PROBLEM STATEMENT. Restate word for word the lines in the listing below, starting at the line containing "#[derive(Clone)]" and ending at the line containing "-> Result<(), broadcast::error::SendError<EventRecord>>", both included; leave out the rest.

• • • •

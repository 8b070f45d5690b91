use chrono::{DateTime, Utc};
use serde::Serialize;
use serde::de::DeserializeOwned;
use serde_json::Value;
use thiserror::Error;

#[derive(Debug, Error)]
pub enum DbError {
    #[error("json encode failed: {message}")]
    JsonEncode { message: String },
    #[error("json decode failed: {message}")]
    JsonDecode { message: String },
    #[error("invalid enum value: {value}")]
    InvalidEnum { value: String },
    #[error("invalid timestamp: {value}")]
    InvalidTimestamp { value: String },
}

pub fn to_rfc3339(value: &DateTime<Utc>) -> String {
    value.to_rfc3339()
}

pub fn from_rfc3339(value: &str) -> Result<DateTime<Utc>, DbError> {
    DateTime::parse_from_rfc3339(value)
        .map(|dt| dt.with_timezone(&Utc))
        .map_err(|_| DbError::InvalidTimestamp {
            value: value.to_string(),
        })
}

/// Round-trips a unit enum through its serde string form, so the column
/// value always matches the wire spelling.
pub fn encode_enum<T: Serialize>(value: &T) -> Result<String, DbError> {
    let json = serde_json::to_value(value).map_err(|err| DbError::JsonEncode {
        message: err.to_string(),
    })?;
    match json {
        Value::String(value) => Ok(value),
        other => Err(DbError::InvalidEnum {
            value: other.to_string(),
        }),
    }
}

pub fn decode_enum<T: DeserializeOwned>(value: &str) -> Result<T, DbError> {
    let json = Value::String(value.to_string());
    serde_json::from_value(json).map_err(|err| DbError::JsonDecode {
        message: err.to_string(),
    })
}
use crate::util::{decode_enum, encode_enum, from_rfc3339, to_rfc3339};
use rusqlite::Connection;
use wd_core::error::TaskError;
use wd_core::tasks::TaskRepository;
use wd_core::types::enums::TaskStatus;
use wd_core::types::ids::{ProjectId, TaskId};
use wd_core::types::io::CreateTaskInput;
use wd_core::types::task::Task;

pub struct TaskRepo<'a> {
    pub conn: &'a Connection,
}

impl<'a> TaskRepo<'a> {
    pub fn new(conn: &'a Connection) -> Self {
        Self { conn }
    }

    fn require(&self, id: &TaskId) -> Result<Task, TaskError> {
        self.get(id)?.ok_or(TaskError::NotFound)
    }

    fn persist(&self, task: &Task) -> Result<(), TaskError> {
        let sql = "UPDATE tasks SET status = ?1, completed = ?2, version = ?3, feedback_count = ?4, reference_url = ?5, rejection_reason = ?6, submitted_at = ?7, approved_at = ?8, updated_at = ?9 WHERE id = ?10";
        let params = (
            encode_enum(&task.status).map_err(db_err)?,
            task.completed as i64,
            task.version,
            task.feedback_count,
            task.reference_url.clone(),
            task.rejection_reason.clone(),
            task.submitted_at.map(|value| to_rfc3339(&value)),
            task.approved_at.map(|value| to_rfc3339(&value)),
            to_rfc3339(&task.updated_at),
            task.id.as_str(),
        );
        self.conn.execute(sql, params).map_err(db_err)?;
        Ok(())
    }
}

fn db_err(err: impl ToString) -> TaskError {
    TaskError::InvalidInput {
        message: err.to_string(),
    }
}

const TASK_COLUMNS: &str = "id, project_id, title, description, status, completed, version, feedback_count, reference_url, rejection_reason, submitted_at, approved_at, created_at, updated_at";

impl<'a> TaskRepository for TaskRepo<'a> {
    fn create(&self, input: CreateTaskInput) -> Result<Task, TaskError> {
        let now = chrono::Utc::now();
        let task = Task {
            id: TaskId::generate(),
            project_id: input.project_id,
            title: input.title,
            description: input.description,
            status: TaskStatus::Ongoing,
            completed: false,
            version: 1,
            feedback_count: 0,
            reference_url: None,
            rejection_reason: None,
            submitted_at: None,
            approved_at: None,
            created_at: now,
            updated_at: now,
        };

        let sql = "INSERT INTO tasks (id, project_id, title, description, status, completed, version, feedback_count, reference_url, rejection_reason, submitted_at, approved_at, created_at, updated_at) VALUES (?1, ?2, ?3, ?4, ?5, ?6, ?7, ?8, ?9, ?10, ?11, ?12, ?13, ?14)";
        let params = (
            task.id.as_str(),
            task.project_id.as_str(),
            task.title.clone(),
            task.description.clone(),
            encode_enum(&task.status).map_err(db_err)?,
            task.completed as i64,
            task.version,
            task.feedback_count,
            task.reference_url.clone(),
            task.rejection_reason.clone(),
            task.submitted_at.map(|value| to_rfc3339(&value)),
            task.approved_at.map(|value| to_rfc3339(&value)),
            to_rfc3339(&task.created_at),
            to_rfc3339(&task.updated_at),
        );
        self.conn.execute(sql, params).map_err(db_err)?;

        Ok(task)
    }

    fn get(&self, id: &TaskId) -> Result<Option<Task>, TaskError> {
        let sql = format!("SELECT {TASK_COLUMNS} FROM tasks WHERE id = ?1");
        let mut stmt = self.conn.prepare(&sql).map_err(db_err)?;
        let mut rows = stmt.query([id.as_str()]).map_err(db_err)?;
        let Some(row) = rows.next().map_err(db_err)? else {
            return Ok(None);
        };
        map_task_row(row).map(Some)
    }

    fn list_for_project(&self, project_id: &ProjectId) -> Result<Vec<Task>, TaskError> {
        let sql =
            format!("SELECT {TASK_COLUMNS} FROM tasks WHERE project_id = ?1 ORDER BY created_at ASC");
        let mut stmt = self.conn.prepare(&sql).map_err(db_err)?;
        let mut rows = stmt.query([project_id.as_str()]).map_err(db_err)?;
        let mut tasks = Vec::new();
        while let Some(row) = rows.next().map_err(db_err)? {
            tasks.push(map_task_row(row)?);
        }
        Ok(tasks)
    }

    fn submit(&self, id: &TaskId, reference_url: &str, version: u32) -> Result<Task, TaskError> {
        let mut task = self.require(id)?;
        let now = chrono::Utc::now();
        task.status = TaskStatus::Submitted;
        task.version = version;
        task.reference_url = Some(reference_url.to_string());
        task.rejection_reason = None;
        task.submitted_at = Some(now);
        task.updated_at = now;
        self.persist(&task)?;
        Ok(task)
    }

    fn approve(&self, id: &TaskId) -> Result<Task, TaskError> {
        let mut task = self.require(id)?;
        let now = chrono::Utc::now();
        task.status = TaskStatus::Approved;
        task.completed = true;
        task.approved_at = Some(now);
        task.updated_at = now;
        self.persist(&task)?;
        Ok(task)
    }

    fn reject(&self, id: &TaskId, reason: &str, feedback_count: u32) -> Result<Task, TaskError> {
        let mut task = self.require(id)?;
        let now = chrono::Utc::now();
        task.status = TaskStatus::Rejected;
        task.feedback_count = feedback_count;
        task.rejection_reason = Some(reason.to_string());
        task.updated_at = now;
        self.persist(&task)?;
        Ok(task)
    }
}

fn map_task_row(row: &rusqlite::Row<'_>) -> Result<Task, TaskError> {
    let id: String = row.get(0).map_err(db_err)?;
    let project_id: String = row.get(1).map_err(db_err)?;
    let title: String = row.get(2).map_err(db_err)?;
    let description: String = row.get(3).map_err(db_err)?;
    let status: String = row.get(4).map_err(db_err)?;
    let completed: i64 = row.get(5).map_err(db_err)?;
    let version: u32 = row.get(6).map_err(db_err)?;
    let feedback_count: u32 = row.get(7).map_err(db_err)?;
    let reference_url: Option<String> = row.get(8).map_err(db_err)?;
    let rejection_reason: Option<String> = row.get(9).map_err(db_err)?;
    let submitted_at: Option<String> = row.get(10).map_err(db_err)?;
    let approved_at: Option<String> = row.get(11).map_err(db_err)?;
    let created_at: String = row.get(12).map_err(db_err)?;
    let updated_at: String = row.get(13).map_err(db_err)?;

    let status: TaskStatus = decode_enum(&status).map_err(db_err)?;

    Ok(Task {
        id: TaskId::new(id).map_err(db_err)?,
        project_id: ProjectId::new(project_id).map_err(db_err)?,
        title,
        description,
        status,
        completed: completed != 0,
        version,
        feedback_count,
        reference_url,
        rejection_reason,
        submitted_at: submitted_at
            .map(|value| from_rfc3339(&value))
            .transpose()
            .map_err(db_err)?,
        approved_at: approved_at
            .map(|value| from_rfc3339(&value))
            .transpose()
            .map_err(db_err)?,
        created_at: from_rfc3339(&created_at).map_err(db_err)?,
        updated_at: from_rfc3339(&updated_at).map_err(db_err)?,
    })
}
use crate::types::EventRecord;
use tokio::sync::broadcast;

pub const DEFAULT_CAPACITY: usize = 1024;

/// Fan-out channel for committed events. Subscribers that lag are allowed to
/// miss records; the durable log is the events table, not this bus.
#[derive(Clone)]
pub struct EventBus {
    sender: broadcast::Sender<EventRecord>,
}

impl EventBus {
    pub fn new(capacity: usize) -> Self {
        let (sender, _) = broadcast::channel(capacity);
        Self { sender }
    }

    pub fn subscribe(&self) -> broadcast::Receiver<EventRecord> {
        self.sender.subscribe()
    }

    /// Send fails only when nobody is subscribed; callers treat that as
    /// fine and drop the error.
    pub fn publish(
        &self,
        event: EventRecord,
    ) -> Result<(), broadcast::error::SendError<EventRecord>> {
        self.sender.send(event).map(|_| ())
    }

    pub fn subscriber_count(&self) -> usize {
        self.sender.receiver_count()
    }
}

impl Default for EventBus {
    fn default() -> Self {
        Self::new(DEFAULT_CAPACITY)
    }
}

#[cfg(test)]
mod tests {
    use super::EventBus;
    use crate::types::{EventRecord, EventSource};
    use chrono::Utc;

    fn record(seq: i64) -> EventRecord {
        EventRecord {
            id: format!("evt_{seq:026}"),
            seq,
            at: Utc::now(),
            correlation_id: None,
            source: EventSource::System,
            body: serde_json::json!({ "type": "Test" }),
        }
    }

    #[test]
    fn publish_without_subscribers_is_an_error_not_a_panic() {
        let bus = EventBus::new(4);
        assert!(bus.publish(record(1)).is_err());
    }

    #[test]
    fn subscribers_see_records_in_order() {
        let bus = EventBus::new(4);
        let mut rx = bus.subscribe();
        bus.publish(record(1)).unwrap();
        bus.publish(record(2)).unwrap();
        assert_eq!(rx.try_recv().unwrap().seq, 1);
        assert_eq!(rx.try_recv().unwrap().seq, 2);
    }
}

• • • •

WRITTEN ANSWER.
#[derive(Clone)]
pub struct EventBus {
    sender: broadcast::Sender<EventRecord>,
}

impl EventBus {
    pub fn new(capacity: usize) -> Self {
        let (sender, _) = broadcast::channel(capacity);
        Self { sender }
    }

    pub fn subscribe(&self) -> broadcast::Receiver<EventRecord> {
        self.sender.subscribe()
    }

    /// Send fails only when nobody is subscribed; callers treat that as
    /// fine and drop the error.
    pub fn publish(
        &self,
        event: EventRecord,
    ) -> Result<(), broadcast::error::SendError<EventRecord>> {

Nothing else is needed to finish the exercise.